The great unwashed, Gil thought, and straightened her cricked back against hours of standing and the accumulated weight of the sleeping child in her arms. People came as near as they dared-for she, too, was an outworlder and uncanny. She could smell on them the stench of old sweat and the grime of travel. At her movement Tir woke, grasped at a handful of her hair, and began to whimper fretfully.

Rudy, who had been slumped, dozing, on the granite steps at her feet, glanced up at her, then stood up stiffly and held out his arms. "Here," he said, "I'll hold him for a while. Poor little bugger's probably starving."

Gil started to hand him over, then stopped in mid-motion as Alwir turned toward them. The close-crowding people fell back. "I shall take the child," he said, speaking to Gil and Rudy as if they had been servants, "and give him to his nurse."

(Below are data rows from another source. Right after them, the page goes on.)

mod common;

use anyhow::Result;
use axum::http::StatusCode;
use serde_json::json;

use common::TestApp;
use recursos_api::config::messages;
use recursos_api::entities::CLIENTES;

#[tokio::test]
async fn create_show_update_cycle() -> Result<()> {
    let app = TestApp::new().await?;
    let token = app.user_token().await?;

    let created = app.post("/api/v1/clientes", &token, json!({"nombre": "  Acme  "})).await?;
    assert_eq!(created.status, StatusCode::CREATED);
    assert_eq!(created.body["status"], "success");
    assert_eq!(created.body["statusCode"], 201);
    assert_eq!(created.message(), messages::CLIENTE_REGISTRADO);
    assert_eq!(created.data()["nombre"], "Acme");
    assert_eq!(created.data()["activo"], true);
    assert!(created.body.get("meta").is_none());
    let id = created.data()["_id"].as_str().unwrap_or_default().to_string();

    let shown = app.get(&format!("/api/v1/clientes/{}", id), &token).await?;
    assert_eq!(shown.status, StatusCode::OK);
    assert_eq!(shown.data()["nombre"], "Acme");

    let updated = app
        .put(&format!("/api/v1/clientes/{}", id), &token, json!({"nombre": "Acme Industrial", "activo": false}))
        .await?;
    assert_eq!(updated.status, StatusCode::OK);
    assert_eq!(updated.message(), messages::CLIENTE_ACTUALIZADO);
    assert_eq!(updated.data()["nombre"], "Acme Industrial");
    assert_eq!(updated.data()["activo"], false);
    assert_eq!(updated.data()["createdAt"], shown.data()["createdAt"]);
    Ok(())
}

#[tokio::test]
async fn duplicate_name_is_rejected_without_creating() -> Result<()> {
    let app = TestApp::new().await?;
    let token = app.user_token().await?;
    app.seed(&CLIENTES, json!({"nombre": "Acme", "activo": true})).await?;

    for nombre in ["Acme", "ACME", " acme "] {
        let res = app.post("/api/v1/clientes", &token, json!({"nombre": nombre})).await?;
        assert_eq!(res.status, StatusCode::BAD_REQUEST, "{}", nombre);
        assert_eq!(res.message(), messages::CLIENTE_YA_EXISTE);
    }

    let listed = app.get("/api/v1/clientes", &token).await?;
    assert_eq!(listed.body["meta"]["total"], 1);
    Ok(())
}

#[tokio::test]
async fn update_checks_uniqueness_against_others_only() -> Result<()> {
    let app = TestApp::new().await?;
    let token = app.user_token().await?;
    let acme = app.seed(&CLIENTES, json!({"nombre": "Acme", "activo": true})).await?;
    app.seed(&CLIENTES, json!({"nombre": "Beta", "activo": true})).await?;
    let id = common::id_of(&acme);

    let same = app.put(&format!("/api/v1/clientes/{}", id), &token, json!({"nombre": "ACME"})).await?;
    assert_eq!(same.status, StatusCode::OK);

    let taken = app.put(&format!("/api/v1/clientes/{}", id), &token, json!({"nombre": "beta"})).await?;
    assert_eq!(taken.status, StatusCode::BAD_REQUEST);
    assert_eq!(taken.message(), messages::CLIENTE_YA_EXISTE);
    Ok(())
}

#[tokio::test]
async fn validation_errors_use_entity_messages() -> Result<()> {
    let app = TestApp::new().await?;
    let token = app.user_token().await?;

    let missing = app.post("/api/v1/clientes", &token, json!({})).await?;
    assert_eq!(missing.status, StatusCode::BAD_REQUEST);
    assert_eq!(missing.message(), messages::CLIENTE_NOMBRE_REQUERIDO);

    let short = app.post("/api/v1/proveedores", &token, json!({"nombre": "ab"})).await?;
    assert_eq!(short.message(), messages::PROVEEDOR_NOMBRE_CORTO);
    assert_eq!(short.body["field_errors"]["nombre"], messages::PROVEEDOR_NOMBRE_CORTO);

    let wrong_type = app.post("/api/v1/productos", &token, json!({"nombre": 42})).await?;
    assert_eq!(wrong_type.status, StatusCode::BAD_REQUEST);
    assert_eq!(wrong_type.message(), messages::PETICION_NO_VALIDA);
    Ok(())
}

#[tokio::test]
async fn missing_records_are_not_found() -> Result<()> {
    let app = TestApp::new().await?;
    let token = app.user_token().await?;

    let unknown = uuid::Uuid::new_v4();
    let res = app.get(&format!("/api/v1/clientes/{}", unknown), &token).await?;
    assert_eq!(res.status, StatusCode::NOT_FOUND);
    assert_eq!(res.message(), messages::CLIENTE_NO_ENCONTRADO);

    let res = app.get("/api/v1/productos/not-an-id", &token).await?;
    assert_eq!(res.status, StatusCode::NOT_FOUND);
    assert_eq!(res.message(), messages::PRODUCTO_NO_ENCONTRADO);

    let res = app.put(&format!("/api/v1/proveedores/{}", unknown), &token, json!({"nombre": "Nuevo"})).await?;
    assert_eq!(res.status, StatusCode::NOT_FOUND);
    Ok(())
}

#[tokio::test]
async fn master_data_cannot_be_deleted() -> Result<()> {
    let app = TestApp::new().await?;
    let token = app.admin_token().await?;
    let acme = app.seed(&CLIENTES, json!({"nombre": "Acme"})).await?;

    let res = app.delete(&format!("/api/v1/clientes/{}", common::id_of(&acme)), &token).await?;
    assert_eq!(res.status, StatusCode::METHOD_NOT_ALLOWED);
    Ok(())
}

#[tokio::test]
async fn update_of_missing_record_is_not_found_before_uniqueness() -> Result<()> {
    let app = TestApp::new().await?;
    let token = app.user_token().await?;
    app.seed(&CLIENTES, json!({"nombre": "Acme", "activo": true})).await?;

    let unknown = uuid::Uuid::new_v4();
    let res = app.put(&format!("/api/v1/clientes/{}", unknown), &token, json!({"nombre": "Acme"})).await?;
    assert_eq!(res.status, StatusCode::NOT_FOUND);
    assert_eq!(res.message(), messages::CLIENTE_NO_ENCONTRADO);
    Ok(())
}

"Let the Queen see him first," Ingold said, materializing quietly at his elbow. "That, I think, will help her more than any medicine."

Alwir nodded absently. "It may be that you are right. Come." He turned away and moved up the stairs into the shadows, the child beginning to fret and cry weakly in his arms. Ingold started to follow him, but Janus caught the sleeve of his brown mantle and held him back.

"Ingold- can I ask a favor of you?" His voice was pitched low to exclude all but those nearest him-Govannin had already gone to speak to a couple of shaven-headed monks in scarlet, and Bektis was ascending the stairs in Alwir's wake, his long hands tucked in his fur-lined sleeves and a look of pious despair on his narrow face. Ordinarily, Gil thought, the Commander of the Guards would be a big, roaring man, like an Irish cop; but strain and worry had quieted him, aging his square pug face. "We're riding for Gae in half an hour. The Icefalcon's already rounding up the troops. We've got as many of the Guards as we can spare and Alwir's private soldiers. The woods are full of bandits, refugees, people who'd kill for food, now it's so short, and in Gae it will be worse. The law's destroyed, whatever Alwir says about holding the Realm together-you know that, and so do I, and so does he, I think."

Ingold nodded, folding his arms against the cold that was blowing in from outside. With that cold came the growing murmur of voices, the rattle of cart wheels on cobblestones, and the far-off creaking of leather.

"I know it's hell to ask you," Janus went on, "after all you've done. God knows, whatever Alwir says, you've done a hero's part. But will you ride with us to Gae? The storage vaults are underground, and we may need you, Ingold, to get the food clear safely. You can't touch the Dark but you can call the light and you're the finest swordsman in the West of the World besides. We need every sword we can get. I asked Bektis to come, as a wizard, but he won't." The Commander chuckled wryly. "He says he won't risk leaving the Realm without a wizard to council its rulers."